[RECORDS PROVIDED — start]

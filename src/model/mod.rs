pub mod trip;
pub mod seed;
pub mod workspace;
pub mod config;

pub use trip::*;
pub use seed::*;
pub use workspace::*;
pub use config::*;
use std::fs;
use std::path::Path;

use crate::io::workspace_io::WorkspaceError;
use crate::model::config::PlannerConfig;

/// Read the planner config, returning both the parsed config and the raw
/// toml_edit Document for round-trip-safe editing.
pub fn read_config(
    data_dir: &Path,
) -> Result<(PlannerConfig, toml_edit::DocumentMut), WorkspaceError> {
    let config_path = data_dir.join("config.toml");
    let config_text = fs::read_to_string(&config_path).map_err(|e| WorkspaceError::ReadError {
        path: config_path.clone(),
        source: e,
    })?;
    let config: PlannerConfig = toml::from_str(&config_text)?;
    let doc: toml_edit::DocumentMut = config_text.parse().map_err(|_: toml_edit::TomlError| {
        WorkspaceError::ConfigParseError(toml::from_str::<PlannerConfig>("").unwrap_err())
    })?;
    Ok((config, doc))
}

/// Write the config document back to disk, preserving formatting.
pub fn write_config(data_dir: &Path, doc: &toml_edit::DocumentMut) -> Result<(), WorkspaceError> {
    let config_path = data_dir.join("config.toml");
    fs::write(&config_path, doc.to_string())?;
    Ok(())
}

/// Append a cover image URL to the gallery in the config document
pub fn add_gallery_image(doc: &mut toml_edit::DocumentMut, url: &str) {
    if !doc.contains_key("gallery") {
        doc["gallery"] = toml_edit::Item::Table(toml_edit::Table::new());
    }
    if doc["gallery"].get("images").is_none() {
        doc["gallery"]["images"] = toml_edit::value(toml_edit::Array::new());
    }
    if let Some(images) = doc["gallery"]["images"].as_array_mut() {
        images.push(url);
    }
}
use serde::{Deserialize, Serialize};

/// Activity category
#[derive(Debug, Clone, Copy, PartialEq, Eq, Serialize, Deserialize)]
#[serde(rename_all = "lowercase")]
pub enum Category {
    Flight,
    Lodging,
    Transport,
    Food,
    Activity,
    Culture,
    Excursion,
    Shopping,
    Other,
}

impl Category {
    /// Display label for human output
    pub fn label(self) -> &'static str {
        match self {
            Category::Flight => "Flight",
            Category::Lodging => "Lodging",
            Category::Transport => "Transport",
            Category::Food => "Food",
            Category::Activity => "Activity",
            Category::Culture => "Culture",
            Category::Excursion => "Excursion",
            Category::Shopping => "Shopping",
            Category::Other => "Other",
        }
    }

    /// Lowercase name as used in JSON and on the command line
    pub fn name(self) -> &'static str {
        match self {
            Category::Flight => "flight",
            Category::Lodging => "lodging",
            Category::Transport => "transport",
            Category::Food => "food",
            Category::Activity => "activity",
            Category::Culture => "culture",
            Category::Excursion => "excursion",
            Category::Shopping => "shopping",
            Category::Other => "other",
        }
    }
}

/// One dated entry in a trip's itinerary
#[derive(Debug, Clone, PartialEq, Serialize, Deserialize)]
pub struct Activity {
    /// Opaque identifier, unique within the owning trip
    pub id: String,
    /// Day this activity belongs to (`YYYY-MM-DD`)
    pub date: String,
    /// Title text
    pub title: String,
    /// Cost in the trip currency (0 = free)
    pub cost: f64,
    /// Category
    pub category: Category,
    /// Start time of day (`HH:MM`)
    #[serde(default, skip_serializing_if = "Option::is_none")]
    pub time_start: Option<String>,
    /// End time of day (`HH:MM`)
    #[serde(default, skip_serializing_if = "Option::is_none")]
    pub time_end: Option<String>,
    /// Provider or vendor name
    #[serde(default, skip_serializing_if = "Option::is_none")]
    pub provider: Option<String>,
    /// Free-text notes
    #[serde(default, skip_serializing_if = "Option::is_none")]
    pub notes: Option<String>,
    /// Whether this activity is done
    #[serde(default)]
    pub completed: bool,
}

/// A trip with its ordered itinerary
#[derive(Debug, Clone, PartialEq, Serialize, Deserialize)]
pub struct Trip {
    /// Opaque identifier, immutable once assigned
    pub id: String,
    /// Destination name
    pub destination: String,
    /// Cover image URL
    pub cover_image: String,
    /// First day of the trip (`YYYY-MM-DD`)
    pub start_date: String,
    /// Last day of the trip (`YYYY-MM-DD`)
    pub end_date: String,
    /// Currency code for activity costs
    pub currency: String,
    /// Activities in user-defined order
    #[serde(default)]
    pub activities: Vec<Activity>,
}

impl Trip {
    /// Create a trip with no activities, spanning a single day
    pub fn new(
        id: String,
        destination: String,
        cover_image: String,
        date: String,
        currency: String,
    ) -> Self {
        Trip {
            id,
            destination,
            cover_image,
            start_date: date.clone(),
            end_date: date,
            currency,
            activities: Vec::new(),
        }
    }
}
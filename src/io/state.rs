use std::fs;
use std::path::Path;

use serde::{Deserialize, Serialize};

/// Persisted session state (written to .state.json)
#[derive(Debug, Clone, Serialize, Deserialize, Default)]
pub struct SessionState {
    /// Which trip is selected (trip ID)
    #[serde(default)]
    pub active_trip: Option<String>,
}

/// Read .state.json from the voyage directory
pub fn read_session(data_dir: &Path) -> Option<SessionState> {
    let path = data_dir.join(".state.json");
    let content = fs::read_to_string(&path).ok()?;
    serde_json::from_str(&content).ok()
}

/// Write .state.json to the voyage directory
pub fn write_session(data_dir: &Path, state: &SessionState) -> Result<(), std::io::Error> {
    let path = data_dir.join(".state.json");
    let content = serde_json::to_string_pretty(state)?;
    fs::write(&path, content)
}

/// Write .state.json, logging instead of failing: the selection is a
/// convenience and losing it must not abort a command.
pub fn save_session(data_dir: &Path, state: &SessionState) {
    if let Err(e) = write_session(data_dir, state) {
        eprintln!("warning: could not save session state: {}", e);
    }
}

[RECORDS PROVIDED — finish]

**TASK DESCRIPTION**
Every line of the data must be reproduced exactly.

**RESPONSE AREA**
filename src/model/mod.rs
pub mod trip;
pub mod seed;
pub mod workspace;
pub mod config;

pub use trip::*;
pub use seed::*;
pub use workspace::*;
pub use config::*;
use std::fs;
use std::path::Path;

use crate::io::workspace_io::WorkspaceError;
use crate::model::config::PlannerConfig;

/// Read the planner config, returning both the parsed config and the raw
/// toml_edit Document for round-trip-safe editing.
pub fn read_config(
    data_dir: &Path,
) -> Result<(PlannerConfig, toml_edit::DocumentMut), WorkspaceError> {
    let config_path = data_dir.join("config.toml");
    let config_text = fs::read_to_string(&config_path).map_err(|e| WorkspaceError::ReadError {
        path: config_path.clone(),
        source: e,
    })?;
    let config: PlannerConfig = toml::from_str(&config_text)?;
    let doc: toml_edit::DocumentMut = config_text.parse().map_err(|_: toml_edit::TomlError| {
        WorkspaceError::ConfigParseError(toml::from_str::<PlannerConfig>("").unwrap_err())
    })?;
    Ok((config, doc))
}

/// Write the config document back to disk, preserving formatting.
pub fn write_config(data_dir: &Path, doc: &toml_edit::DocumentMut) -> Result<(), WorkspaceError> {
    let config_path = data_dir.join("config.toml");
    fs::write(&config_path, doc.to_string())?;
    Ok(())
}

/// Append a cover image URL to the gallery in the config document
pub fn add_gallery_image(doc: &mut toml_edit::DocumentMut, url: &str) {
    if !doc.contains_key("gallery") {
        doc["gallery"] = toml_edit::Item::Table(toml_edit::Table::new());
    }
    if doc["gallery"].get("images").is_none() {
        doc["gallery"]["images"] = toml_edit::value(toml_edit::Array::new());
    }
    if let Some(images) = doc["gallery"]["images"].as_array_mut() {
        images.push(url);
    }
}
use serde::{Deserialize, Serialize};

/// Activity category
#[derive(Debug, Clone, Copy, PartialEq, Eq, Serialize, Deserialize)]
#[serde(rename_all = "lowercase")]
pub enum Category {
    Flight,
    Lodging,
    Transport,
    Food,
    Activity,
    Culture,
    Excursion,
    Shopping,
    Other,
}

impl Category {
    /// Display label for human output
    pub fn label(self) -> &'static str {
        match self {
            Category::Flight => "Flight",
            Category::Lodging => "Lodging",
            Category::Transport => "Transport",
            Category::Food => "Food",
            Category::Activity => "Activity",
            Category::Culture => "Culture",
            Category::Excursion => "Excursion",
            Category::Shopping => "Shopping",
            Category::Other => "Other",
        }
    }

    /// Lowercase name as used in JSON and on the command line
    pub fn name(self) -> &'static str {
        match self {
            Category::Flight => "flight",
            Category::Lodging => "lodging",
            Category::Transport => "transport",
            Category::Food => "food",
            Category::Activity => "activity",
            Category::Culture => "culture",
            Category::Excursion => "excursion",
            Category::Shopping => "shopping",
            Category::Other => "other",
        }
    }
}

/// One dated entry in a trip's itinerary
#[derive(Debug, Clone, PartialEq, Serialize, Deserialize)]
pub struct Activity {
    /// Opaque identifier, unique within the owning trip
    pub id: String,
    /// Day this activity belongs to (`YYYY-MM-DD`)
    pub date: String,
    /// Title text
    pub title: String,
    /// Cost in the trip currency (0 = free)
    pub cost: f64,
    /// Category
    pub category: Category,
    /// Start time of day (`HH:MM`)
    #[serde(default, skip_serializing_if = "Option::is_none")]
    pub time_start: Option<String>,
    /// End time of day (`HH:MM`)
    #[serde(default, skip_serializing_if = "Option::is_none")]
    pub time_end: Option<String>,
    /// Provider or vendor name
    #[serde(default, skip_serializing_if = "Option::is_none")]
    pub provider: Option<String>,
    /// Free-text notes
    #[serde(default, skip_serializing_if = "Option::is_none")]
    pub notes: Option<String>,
    /// Whether this activity is done
    #[serde(default)]
    pub completed: bool,
}

/// A trip with its ordered itinerary
#[derive(Debug, Clone, PartialEq, Serialize, Deserialize)]
pub struct Trip {
    /// Opaque identifier, immutable once assigned
    pub id: String,
    /// Destination name
    pub destination: String,
    /// Cover image URL
    pub cover_image: String,
    /// First day of the trip (`YYYY-MM-DD`)
    pub start_date: String,
    /// Last day of the trip (`YYYY-MM-DD`)
    pub end_date: String,
    /// Currency code for activity costs
    pub currency: String,
    /// Activities in user-defined order
    #[serde(default)]
    pub activities: Vec<Activity>,
}

impl Trip {
    /// Create a trip with no activities, spanning a single day
    pub fn new(
        id: String,
        destination: String,
        cover_image: String,
        date: String,
        currency: String,
    ) -> Self {
        Trip {
            id,
            destination,
            cover_image,
            start_date: date.clone(),
            end_date: date,
            currency,
            activities: Vec::new(),
        }
    }
}
filename src/io/state.rs
use std::fs;
use std::path::Path;

use serde::{Deserialize, Serialize};

/// Persisted session state (written to .state.json)
#[derive(Debug, Clone, Serialize, Deserialize, Default)]
pub struct SessionState {
    /// Which trip is selected (trip ID)
    #[serde(default)]
    pub active_trip: Option<String>,
}

/// Read .state.json from the voyage directory
pub fn read_session(data_dir: &Path) -> Option<SessionState> {
    let path = data_dir.join(".state.json");
    let content = fs::read_to_string(&path).ok()?;
    serde_json::from_str(&content).ok()
}

/// Write .state.json to the voyage directory
pub fn write_session(data_dir: &Path, state: &SessionState) -> Result<(), std::io::Error> {
    let path = data_dir.join(".state.json");
    let content = serde_json::to_string_pretty(state)?;
    fs::write(&path, content)
}

/// Write .state.json, logging instead of failing: the selection is a
/// convenience and losing it must not abort a command.
pub fn save_session(data_dir: &Path, state: &SessionState) {
    if let Err(e) = write_session(data_dir, state) {
        eprintln!("warning: could not save session state: {}", e);
    }
}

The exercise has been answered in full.